- Born: 21 February 1927 Upper Beeding, West Sussex
- Died: 5 May 2015 (aged 88)
- Citizenship: United Kingdom
- Education: Steyning Grammar School
- Alma mater: London University
- Awards: OBE Chalmers Medal (1971) Manson Medal (1983)
- Scientific career
- Fields: parasitologist
- Institutions: Instituto Evandro Chagas

= Ralph Lainson =

Ralph Lainson (21 February 1927 – 5 May 2015) was a British parasitologist who studied leishmaniasis in Brazil. He was the first to publish a record of Chagas disease.

==Life==
Lainson was born in Upper Beeding, Sussex on 21 February 1927. His father, Charles Harry Lainson was a chemist for Portland Cement and his mother was Annie May née Denyer. He studied at Steyning Grammar School, before enlisting in the army for a short while.

Upon leaving the army, Lainson studied at Brighton Technical College before studying at London University earning a BSc in 1951, a PhD in 1955, and a DSc in 1964. He was a lecturer in the London School of Hygiene and Tropical Medicine from 1955 to 1959.

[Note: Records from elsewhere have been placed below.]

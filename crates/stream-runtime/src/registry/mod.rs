//! # Binder Registry
//!
//! Named binder instances available to the binding service, plus the factory
//! table used to build them from configuration.
//!
//! ```text
//! [binders.local]            BinderTypeRegistry            BinderRegistry
//! type = "in-memory"   ──►   "in-memory" => factory   ──►  "local" => Arc<dyn Binder>
//! ```
//!
//! ## Selection rules
//!
//! | Requested | Registered | Outcome |
//! |-----------|------------|---------|
//! | none      | 0          | `Configuration` ("no binder registered") |
//! | none      | 1          | the sole binder |
//! | none      | >1         | `AmbiguousBinder` |
//! | `name`    | missing    | `UnknownBinder` |
//!
//! Registrations are append-only. Lookups take a read lock and may run
//! concurrently.

use std::collections::BTreeMap;
use std::sync::Arc;

use parking_lot::RwLock;
use tracing::info;

use stream_types::{BindingError, BindingResult};

use crate::adapters::ports::Binder;
use crate::adapters::{InMemoryBinder, InMemoryBroker, IN_MEMORY_BINDER_TYPE};

/// Name → binder table.
#[derive(Default)]
pub struct BinderRegistry {
    binders: RwLock<BTreeMap<String, Arc<dyn Binder>>>,
}

impl BinderRegistry {
    pub fn new() -> Self {
        Self::default()
    }

    /// Register a binder under `name`.
    ///
    /// # Errors
    ///
    /// `Configuration` if the name is empty or already taken.
    pub fn register(&self, name: impl Into<String>, binder: Arc<dyn Binder>) -> BindingResult<()> {
        let name = name.into();
        if name.trim().is_empty() {
            return Err(BindingError::config("binder name must not be empty"));
        }

        let mut binders = self.binders.write();
        if binders.contains_key(&name) {
            return Err(BindingError::config(format!(
                "binder '{}' is already registered",
                name
            )));
        }

        info!(
            "[Registry] Binder '{}' registered (type: {})",
            name,
            binder.binder_type()
        );
        binders.insert(name, binder);
        Ok(())
    }

    /// Select a binder, returning the registered name alongside it.
    pub fn get(&self, name: Option<&str>) -> BindingResult<(String, Arc<dyn Binder>)> {
        let binders = self.binders.read();

        match name {
            Some(name) => binders
                .get(name)
                .map(|binder| (name.to_string(), Arc::clone(binder)))
                .ok_or_else(|| BindingError::UnknownBinder {
                    channel: None,
                    binder: name.to_string(),
                }),
            None => {
                let mut iter = binders.iter();
                match (iter.next(), iter.next()) {
                    (None, _) => Err(BindingError::config("no binder registered")),
                    (Some((name, binder)), None) => Ok((name.clone(), Arc::clone(binder))),
                    (Some(_), Some(_)) => Err(BindingError::AmbiguousBinder {
                        channel: None,
                        candidates: binders.keys().cloned().collect(),
                    }),
                }
            }
        }
    }

    #[must_use]
    pub fn contains(&self, name: &str) -> bool {
        self.binders.read().contains_key(name)
    }

    /// Registered names, sorted.
    #[must_use]
    pub fn names(&self) -> Vec<String> {
        self.binders.read().keys().cloned().collect()
    }

    #[must_use]
    pub fn len(&self) -> usize {
        self.binders.read().len()
    }

    #[must_use]
    pub fn is_empty(&self) -> bool {
        self.binders.read().is_empty()
    }
}

impl std::fmt::Debug for BinderRegistry {
    fn fmt(&self, f: &mut std::fmt::Formatter<'_>) -> std::fmt::Result {
        f.debug_struct("BinderRegistry")
            .field("binders", &self.names())
            .finish()
    }
}

// =============================================================================
// BINDER TYPES
// =============================================================================

/// Settings handed to a binder factory: the `[binders.<name>.environment]`
/// table of one configured binder.
#[derive(Debug, Clone, Default)]
pub struct BinderEnvironment {
    pub name: String,
    pub properties: BTreeMap<String, String>,
}

impl BinderEnvironment {
    pub fn new(name: impl Into<String>) -> Self {
        Self {
            name: name.into(),
            properties: BTreeMap::new(),
        }
    }

    #[must_use]
    pub fn with_property(mut self, key: impl Into<String>, value: impl Into<String>) -> Self {
        self.properties.insert(key.into(), value.into());
        self
    }

    #[must_use]
    pub fn get(&self, key: &str) -> Option<&str> {
        self.properties.get(key).map(String::as_str)
    }
}

/// Builds a binder instance from its environment.
pub type BinderFactory =
    Box<dyn Fn(&BinderEnvironment) -> BindingResult<Arc<dyn Binder>> + Send + Sync>;

/// Type tag → factory table.
#[derive(Default)]
pub struct BinderTypeRegistry {
    factories: RwLock<BTreeMap<String, BinderFactory>>,
}

impl BinderTypeRegistry {
    pub fn new() -> Self {
        Self::default()
    }

    /// Registry with the `in-memory` type wired to `broker`.
    ///
    /// Every in-memory binder created from it shares the broker, so two
    /// configured in-memory binders can exchange messages.
    pub fn with_in_memory(broker: Arc<InMemoryBroker>) -> Self {
        let registry = Self::new();
        registry.register(IN_MEMORY_BINDER_TYPE, move |_env| {
            let binder: Arc<dyn Binder> = Arc::new(InMemoryBinder::with_broker(Arc::clone(&broker)));
            Ok(binder)
        });
        registry
    }

    /// Register (or replace) the factory for `binder_type`.
    pub fn register<F>(&self, binder_type: impl Into<String>, factory: F)
    where
        F: Fn(&BinderEnvironment) -> BindingResult<Arc<dyn Binder>> + Send + Sync + 'static,
    {
        self.factories
            .write()
            .insert(binder_type.into(), Box::new(factory));
    }

    /// Instantiate a binder of `binder_type`.
    ///
    /// # Errors
    ///
    /// `Configuration` for an unknown type, or whatever the factory returns.
    pub fn create(
        &self,
        binder_type: &str,
        environment: &BinderEnvironment,
    ) -> BindingResult<Arc<dyn Binder>> {
        let factories = self.factories.read();
        let factory = factories.get(binder_type).ok_or_else(|| {
            BindingError::config(format!(
                "binder '{}' has unknown type '{}' (known: [{}])",
                environment.name,
                binder_type,
                factories.keys().cloned().collect::<Vec<_>>().join(", ")
            ))
        })?;
        factory(environment)
    }

    #[must_use]
    pub fn types(&self) -> Vec<String> {
        self.factories.read().keys().cloned().collect()
    }
}
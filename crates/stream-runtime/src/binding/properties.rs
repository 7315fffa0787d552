//! # Binding Properties Resolver
//!
//! Merges per-channel configuration from an ordered list of property
//! sources. The first layer is the most specific; for every key the first
//! layer carrying a non-empty value wins.
//!
//! Typical layering built by the container:
//!
//! ```text
//! 1. environment     STREAM_BINDINGS_<CHANNEL>_<KEY>
//! 2. file bindings   [bindings.<channel>]
//! 3. file defaults   [defaults]
//! 4. global          default-binder
//! ```
//!
//! With a scope (the role of a module inside an aggregate) each layer is asked
//! for `<role>.<channel>` before `<channel>`.

use std::sync::Arc;

use tracing::debug;

use stream_types::{keys, BindingError, BindingProperties, BindingResult};

use crate::binding::sources::PropertySource;
use crate::registry::BinderRegistry;

/// Layered resolver for `BindingProperties`.
#[derive(Clone, Default)]
pub struct BindingPropertiesResolver {
    layers: Vec<Arc<dyn PropertySource>>,
}

impl BindingPropertiesResolver {
    pub fn new() -> Self {
        Self::default()
    }

    /// Append a layer below the ones already added.
    #[must_use]
    pub fn with_layer(mut self, source: impl PropertySource + 'static) -> Self {
        self.layers.push(Arc::new(source));
        self
    }

    /// Layer names, most specific first.
    #[must_use]
    pub fn layer_names(&self) -> Vec<String> {
        self.layers.iter().map(|l| l.name().to_string()).collect()
    }

    /// Resolve the properties of `channel`.
    pub fn resolve(&self, channel: &str, registry: &BinderRegistry) -> BindingResult<BindingProperties> {
        self.resolve_scoped(None, channel, registry)
    }

    /// Resolve the properties of `channel`, trying `<scope>.<channel>` first.
    ///
    /// # Errors
    ///
    /// `Configuration` naming the channel when a value does not parse, the
    /// options are inconsistent, or a named binder is not registered.
    pub fn resolve_scoped(
        &self,
        scope: Option<&str>,
        channel: &str,
        registry: &BinderRegistry,
    ) -> BindingResult<BindingProperties> {
        let candidates = candidates(scope, channel);
        let lookup = Lookup {
            layers: &self.layers,
            candidates: &candidates,
            channel,
        };

        let mut props = BindingProperties::new(channel);
        props.binder = lookup.string(keys::BINDER);
        props.content_type = lookup.string(keys::CONTENT_TYPE);
        props.group = lookup.string(keys::GROUP);
        props.destination = lookup.string(keys::DESTINATION);

        props.producer.partition_key_expression = lookup.string(keys::PRODUCER_PARTITION_KEY_EXPRESSION);
        if let Some(count) = lookup.number(keys::PRODUCER_PARTITION_COUNT)? {
            props.producer.partition_count = count;
        }
        if let Some(groups) = lookup.string(keys::PRODUCER_REQUIRED_GROUPS) {
            props.producer.required_groups = groups
                .split(',')
                .map(str::trim)
                .filter(|g| !g.is_empty())
                .map(str::to_string)
                .collect();
        }

        if let Some(concurrency) = lookup.number(keys::CONSUMER_CONCURRENCY)? {
            props.consumer.concurrency = concurrency;
        }
        if let Some(partitioned) = lookup.flag(keys::CONSUMER_PARTITIONED)? {
            props.consumer.partitioned = partitioned;
        }
        if let Some(index) = lookup.number(keys::CONSUMER_INSTANCE_INDEX)? {
            props.consumer.instance_index = index;
        }
        if let Some(count) = lookup.number(keys::CONSUMER_INSTANCE_COUNT)? {
            props.consumer.instance_count = count;
        }
        if let Some(attempts) = lookup.number(keys::CONSUMER_MAX_ATTEMPTS)? {
            props.consumer.max_attempts = attempts;
        }

        props.validate()?;

        if let Some(binder) = &props.binder {
            if !registry.contains(binder) {
                return Err(BindingError::config_for(
                    channel,
                    format!(
                        "binder '{}' is not registered (registered: [{}])",
                        binder,
                        registry.names().join(", ")
                    ),
                ));
            }
        }

        debug!(channel, scope = ?scope, binder = ?props.binder, destination = props.destination(), "Binding properties resolved");
        Ok(props)
    }

    /// External-only keys (`binder`, `destination`, `group`) that a
    /// channel-specific layer sets for `channel`. Layers applying to every
    /// channel are not consulted.
    #[must_use]
    pub fn explicit_external_keys(&self, scope: Option<&str>, channel: &str) -> Vec<&'static str> {
        let candidates = candidates(scope, channel);
        [keys::BINDER, keys::DESTINATION, keys::GROUP]
            .into_iter()
            .filter(|key| {
                self.layers
                    .iter()
                    .filter(|layer| layer.is_channel_specific())
                    .any(|layer| {
                        candidates.iter().any(|candidate| {
                            layer
                                .get(candidate, key)
                                .is_some_and(|v| !v.trim().is_empty())
                        })
                    })
            })
            .collect()
    }
}

fn candidates(scope: Option<&str>, channel: &str) -> Vec<String> {
    match scope {
        Some(scope) if !scope.is_empty() => vec![format!("{}.{}", scope, channel), channel.to_string()],
        _ => vec![channel.to_string()],
    }
}

struct Lookup<'a> {
    layers: &'a [Arc<dyn PropertySource>],
    candidates: &'a [String],
    channel: &'a str,
}

impl Lookup<'_> {
    fn string(&self, key: &str) -> Option<String> {
        self.layers.iter().find_map(|layer| {
            self.candidates.iter().find_map(|candidate| {
                layer
                    .get(candidate, key)
                    .map(|v| v.trim().to_string())
                    .filter(|v| !v.is_empty())
            })
        })
    }

    fn number(&self, key: &str) -> BindingResult<Option<u32>> {
        self.string(key)
            .map(|raw| {
                raw.parse::<u32>().map_err(|_| {
                    BindingError::config_for(
                        self.channel,
                        format!("{} must be a non-negative integer, got '{}'", key, raw),
                    )
                })
            })
            .transpose()
    }

    fn flag(&self, key: &str) -> BindingResult<Option<bool>> {
        self.string(key)
            .map(|raw| match raw.to_ascii_lowercase().as_str() {
                "true" => Ok(true),
                "false" => Ok(false),
                _ => Err(BindingError::config_for(
                    self.channel,
                    format!("{} must be true or false, got '{}'", key, raw),
                )),
            })
            .transpose()
    }
}
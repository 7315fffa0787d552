//! # Binding Core
//!
//! Per-module binding path: extract descriptors, resolve their properties,
//! configure channels and bind them through the selected binder.

pub mod configurer;
pub mod extractor;
pub mod properties;
pub mod service;
pub mod sources;

pub use configurer::{ChannelConfigurer, ConfigurerChain, ContentTypeConfigurer, ContentTypeInterceptor};
pub use extractor::extract;
pub use properties::BindingPropertiesResolver;
pub use service::{Binding, BindingService, BindingState, DEFAULT_UNBIND_TIMEOUT};
pub use sources::{DefaultsPropertySource, EnvPropertySource, MapPropertySource, PropertySource, ENV_PREFIX};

Lainson established the Wellcome Trust Parasitology Unit, in the Instituto Evandro Chagas, Belém, Brazil, in 1965 and directed it until the unit was closed in 1992. Under his direction, the unit focussed on parasitic diseases, especially, leishmaniasis. In 1969, Lainson recorded Chagas' disease for the first time, and in 1979, he proposed a classification system for different leishmania species. He was awarded the Chalmers Medal (1971) and the Manson Medal (1983) by the Royal Society of Tropical Medicine and Hygiene. He was elected a Fellow of the Royal Society in 1982 and awarded the OBE in the 1996 Birthday Honours.

Lainson married twice, on 28 September 1957 to Ann Patricia Russell (they had three children together) and then in 1974 to Zeá Constante Lins. Lainson died on 5 May 2015 at the age of 88 at Hospital Beneficente Portuguesa.